Pipe Dreams

Presidential candidates tweet their reactions to Obama's rejection of the Keystone XL pipeline.

By Reed McManus

November 6, 2015

 Presidential candidates tweet their reactions to Obama's rejection of Keystone pipeline.

No one is particularly surprised at the partisan divide in the reactions from leading presidential candidates to President Obama's rejection of the Keystone XL pipeline. But Twitter's abbreviated format does give us a chance to see some of those reactions in one glance:

 

Among Democrats:

Hillary Clinton (@HillaryClinton): The right call. Now it's time to make America a clean superpower."

Bernie Sanders (@BernieSanders): "As a leader in the opposition to Keystone XL from Day 1, I strongly applaud the president's decision to kill this project once and for all."

Martin O'Malley (@MartinOMalley): "I've long opposed #KeystoneXL because we know it will exacerbate climate change and extend our reliance on fossil fuels." 

 

Among (leading) Republicans: 

Donald Trump (@realDonaldTrump): "So sad that Obama rejected Keystone Pipeline. Thousands of jobs, good for the environment, no downside!"

Marco Rubio (@marcorubio): "When I'm president, Keystone will be approved, and President Obama's backwards energy policies will come to an end."

Ted Cruz (@tedcruz): "As President, I'd authorize #KeystoneXL, and we'd get Americans to work!"

Jeb Bush (@JebBush): "The Obama Admin's politically motivated rejection of the Keystone XL Pipeline is a self-inflicted attack on the U.S. economy and jobs." 

Rand Paul (@RandPaul):  "Keystone XL pipeline should be approved! @POTUS is once again stopping progress and blocking job creation."

 

At press time, GOP poll-leader Dr. Ben Carson (@RealBenCarson) had not tweeted on the Keystone decision, presumably because he is distracted by the discovery that he fabricated his story about being offered a full scholarship to the U.S. Military Academy at West Point. Nor had Chris Christie, Mike Huckabee, or John Kasich. Carly Fiorina posted a pro-Keystone video, but had not tweeted. For brevity, we looked only at the top ten GOP candidates in the Real Clear Politics national poll average. A special shout-out, however, to bottom-of-the-pile Bobby Jindal (@BobbyJindal), who claims Obama rejected Keystone "to appease the agenda of science denying radicals."

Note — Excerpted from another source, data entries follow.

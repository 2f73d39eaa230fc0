//! Server Module
//!
//! Binds the listening socket and runs the accept loop.
//!
//! ## Example
//!
//! ```ignore
//! use blitzdb::{Server, ServerConfig};
//!
//! let server = Server::bind(ServerConfig::default()).await?;
//! let handle = server.handle();
//!
//! tokio::spawn(async move {
//!     tokio::signal::ctrl_c().await.ok();
//!     handle.stop();
//! });
//!
//! server.run().await;
//! ```

pub mod listener;

pub use listener::{Server, ServerError, ServerHandle};
//! Command Processing Module
//!
//! This module turns tokenized request lines into replies.
//!
//! ## Architecture
//!
//! ```text
//! Request tokens
//!       │
//!       ▼
//! ┌─────────────────┐
//! │ CommandRegistry │  name → arity / auth metadata (built once)
//! └────────┬────────┘
//!          │
//!          ▼
//! ┌─────────────────┐
//! │ CommandHandler  │  validate, check AUTH, execute
//! └────────┬────────┘
//!          │
//!          ▼
//! ┌─────────────────┐
//! │ StorageEngine   │  (storage module)
//! └─────────────────┘
//! ```

pub mod handler;
pub mod registry;

pub use handler::{CommandError, CommandHandler, Response};
pub use registry::{CommandKind, CommandRegistry, CommandSpec};
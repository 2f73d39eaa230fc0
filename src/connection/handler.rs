//! Connection Handler Module
//!
//! This module handles individual client connections to BlitzDB.
//! Each client gets its own handler task that runs in a loop,
//! reading request lines and sending replies.
//!
//! ## Connection Lifecycle
//!
//! ```text
//! 1. Client connects, listener registers it
//!        │
//!        ▼
//! 2. ┌──────────────────────────────┐
//!    │      Main Loop               │
//!    │                              │
//!    │  Await a full line ──────────┼──> peer closed / read error ─┐
//!    │        │                     │                              │
//!    │        ▼ (empty → skip)      │                              │
//!    │  Tokenize + dispatch         │                              │
//!    │        │                     │                              │
//!    │        ▼                     │                              │
//!    │  Write reply ────────────────┼──> write error / QUIT ───────┤
//!    │        │                     │                              │
//!    │   [Loop back]                │                              │
//!    └──────────────────────────────┘                              │
//!                                                                  ▼
//! 3. Closing: leave the authenticated set and the registry, drop the socket
//! ```
//!
//! The whole loop races against the session's shutdown signal, so
//! `Server::stop` interrupts a pending read or write immediately.
//!
//! ## Ordering
//!
//! Several lines may arrive in one TCP segment. They are handled strictly in
//! order, and the reply to one line is flushed before the next is parsed.

use crate::commands::CommandHandler;
use crate::connection::registry::{ConnectionId, Registration};
use crate::protocol::{tokenize, LineParser, ParseError, Reply};
use bytes::{Bytes, BytesMut};
use std::net::SocketAddr;
use std::sync::atomic::{AtomicU64, Ordering};
use std::sync::Arc;
use tokio::io::{AsyncRead, AsyncReadExt, AsyncWrite, AsyncWriteExt, BufWriter};
use tracing::{debug, info, trace, warn};

/// Initial buffer capacity
const INITIAL_BUFFER_SIZE: usize = 4096;

/// Statistics for connection handling
#[derive(Debug, Default)]
pub struct ConnectionStats {
    /// Total number of connections accepted
    pub connections_accepted: AtomicU64,
    /// Currently active connections
    pub active_connections: AtomicU64,
    /// Total commands processed
    pub commands_processed: AtomicU64,
    /// Total bytes read
    pub bytes_read: AtomicU64,
    /// Total bytes written
    pub bytes_written: AtomicU64,
}

impl ConnectionStats {
    pub fn new() -> Self {
        Self::default()
    }

    pub fn connection_opened(&self) {
        self.connections_accepted.fetch_add(1, Ordering::Relaxed);
        self.active_connections.fetch_add(1, Ordering::Relaxed);
    }

    pub fn connection_closed(&self) {
        self.active_connections.fetch_sub(1, Ordering::Relaxed);
    }

    pub fn command_processed(&self) {
        self.commands_processed.fetch_add(1, Ordering::Relaxed);
    }

    pub fn bytes_read(&self, count: usize) {
        self.bytes_read.fetch_add(count as u64, Ordering::Relaxed);
    }

    pub fn bytes_written(&self, count: usize) {
        self.bytes_written
            .fetch_add(count as u64, Ordering::Relaxed);
    }
}

/// Handles a single client connection.
///
/// Generic over the transport so it can run on a `TcpStream` or on an
/// in-memory stream in tests.
pub struct ConnectionHandler<S> {
    // Declared first so the identity is released before the socket closes
    registration: Registration,

    /// The client stream, buffered for writes
    stream: BufWriter<S>,

    /// Buffer for incoming data
    buffer: BytesMut,

    /// The command handler (shared state behind Arcs)
    command_handler: CommandHandler,

    /// Line framing
    parser: LineParser,

    /// Connection statistics (shared)
    stats: Arc<ConnectionStats>,
}

impl<S> ConnectionHandler<S>
where
    S: AsyncRead + AsyncWrite + Unpin,
{
    /// Creates a new connection handler.
    ///
    /// # Arguments
    ///
    /// * `stream` - The client stream
    /// * `registration` - This connection's identity and shutdown signal
    /// * `command_handler` - The command handler for executing commands
    /// * `parser` - Line framing with the configured length limit
    /// * `stats` - Shared connection statistics
    pub fn new(
        stream: S,
        registration: Registration,
        command_handler: CommandHandler,
        parser: LineParser,
        stats: Arc<ConnectionStats>,
    ) -> Self {
        stats.connection_opened();

        Self {
            registration,
            stream: BufWriter::new(stream),
            buffer: BytesMut::with_capacity(INITIAL_BUFFER_SIZE),
            command_handler,
            parser,
            stats,
        }
    }

    pub fn id(&self) -> ConnectionId {
        self.registration.id()
    }

    fn addr(&self) -> SocketAddr {
        self.registration.peer()
    }

    /// Runs the connection until the client leaves, an I/O error occurs, or
    /// the server asks it to close.
    ///
    /// Consumes the handler; when this returns the socket is closed and the
    /// connection is gone from the registry and the authenticated set.
    pub async fn run(mut self) -> Result<(), ConnectionError> {
        let (id, addr) = (self.id(), self.addr());
        info!(client = %addr, conn = %id, "Client connected");

        let mut shutdown = self.registration.shutdown_signal();
        let result = tokio::select! {
            result = self.main_loop() => result,
            _ = async { shutdown.wait_for(|closing| *closing).await.map(drop) } => {
                Err(ConnectionError::Shutdown)
            }
        };

        match &result {
            Ok(()) => info!(client = %addr, conn = %id, "Client disconnected gracefully"),
            Err(ConnectionError::Shutdown) => {
                debug!(client = %addr, conn = %id, "Connection closed by server shutdown")
            }
            Err(e) if e.is_peer_close() => {
                debug!(client = %addr, conn = %id, reason = %e, "Client disconnected")
            }
            Err(e) => warn!(client = %addr, conn = %id, error = %e, "Connection error"),
        }

        self.stats.connection_closed();
        result
    }

    /// The main read-execute-respond loop.
    async fn main_loop(&mut self) -> Result<(), ConnectionError> {
        loop {
            while let Some(line) = self.parser.parse(&mut self.buffer)? {
                if line.is_empty() {
                    continue;
                }

                let response = self.process_line(&line);
                let written = self.send_reply(&response.reply).await;

                if response.close {
                    if let Err(e) = written {
                        debug!(client = %self.addr(), error = %e, "Failed to write QUIT reply");
                    }
                    return Ok(());
                }
                written?;
            }

            self.read_more_data().await?;
        }
    }

    /// Tokenizes and executes one non-empty request line.
    fn process_line(&self, line: &Bytes) -> crate::commands::Response {
        let tokens = tokenize(line);
        let response = self.command_handler.execute(self.id(), &tokens);
        self.stats.command_processed();

        trace!(
            client = %self.addr(),
            tokens = tokens.len(),
            reply = %response.reply,
            "Executed command"
        );
        response
    }

    /// Reads more data from the socket into the buffer.
    async fn read_more_data(&mut self) -> Result<(), ConnectionError> {
        // Ensure we have some capacity
        if self.buffer.capacity() - self.buffer.len() < 1024 {
            self.buffer.reserve(INITIAL_BUFFER_SIZE);
        }

        let n = self.stream.get_mut().read_buf(&mut self.buffer).await?;

        if n == 0 {
            if self.buffer.is_empty() {
                return Err(ConnectionError::ClientDisconnected);
            } else {
                // Partial line in buffer
                return Err(ConnectionError::UnexpectedEof);
            }
        }

        self.stats.bytes_read(n);
        trace!(client = %self.addr(), bytes = n, "Read data");

        Ok(())
    }

    /// Sends a reply to the client and flushes it.
    async fn send_reply(&mut self, reply: &Reply) -> Result<(), ConnectionError> {
        let bytes = reply.serialize();
        self.stream.write_all(&bytes).await?;
        self.stream.flush().await?;
        self.stats.bytes_written(bytes.len());
        trace!(
            client = %self.addr(),
            bytes = bytes.len(),
            "Sent reply"
        );
        Ok(())
    }
}

/// Errors that end a connection.
#[derive(Debug, thiserror::Error)]
pub enum ConnectionError {
    /// I/O error (network issue)
    #[error("I/O error: {0}")]
    IoError(#[from] std::io::Error),

    /// Request framing error
    #[error("Parse error: {0}")]
    ParseError(#[from] ParseError),

    /// Client disconnected normally
    #[error("Client disconnected")]
    ClientDisconnected,

    /// Unexpected end of stream (partial line)
    #[error("Unexpected end of stream")]
    UnexpectedEof,

    /// The server is stopping
    #[error("Server shutting down")]
    Shutdown,
}

impl ConnectionError {
    /// Whether the peer simply went away, as opposed to a fault on our side
    /// or a protocol violation.
    pub fn is_peer_close(&self) -> bool {
        match self {
            ConnectionError::ClientDisconnected | ConnectionError::UnexpectedEof => true,
            ConnectionError::IoError(e) => e.kind() == std::io::ErrorKind::ConnectionReset,
            ConnectionError::ParseError(_) | ConnectionError::Shutdown => false,
        }
    }
}

/// Handles a client connection.
///
/// This is a convenience function that creates a ConnectionHandler
/// and runs it to completion.
pub async fn handle_connection<S>(
    stream: S,
    registration: Registration,
    command_handler: CommandHandler,
    parser: LineParser,
    stats: Arc<ConnectionStats>,
) where
    S: AsyncRead + AsyncWrite + Unpin,
{
    let handler = ConnectionHandler::new(stream, registration, command_handler, parser, stats);
    // run() already logs how the connection ended
    let _ = handler.run().await;
}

If desire to tackle climate change is a litmus test for you, your electoral direction seems pretty easy. Last year New York magazine's Frank Rich wrote that "climate-change denial has become a proxy for a whole smorgasbord of powerful ideological imperatives: opposition to governmental regulation; resistance to taxation (especially of such Republican sugar daddies as the coal, oil, and gas industries); class resentment of intellectual elites in academia and Prius-driving Hollywood; and, in some quarters, rejection of any kind of science that dares undermine the supremacy of God as the primary actor in all Earthly activity….It’s a pipe dream to think the Republican Party is going to shift on this any time soon."

In fact, a paper recently published in the journal Politics and Policy compared the climate positions of conservative political parties around the world, and found that "the U.S. Republican Party stands alone in its rejection of the need to tackle climate change" and its desire to undermine international climate-change efforts.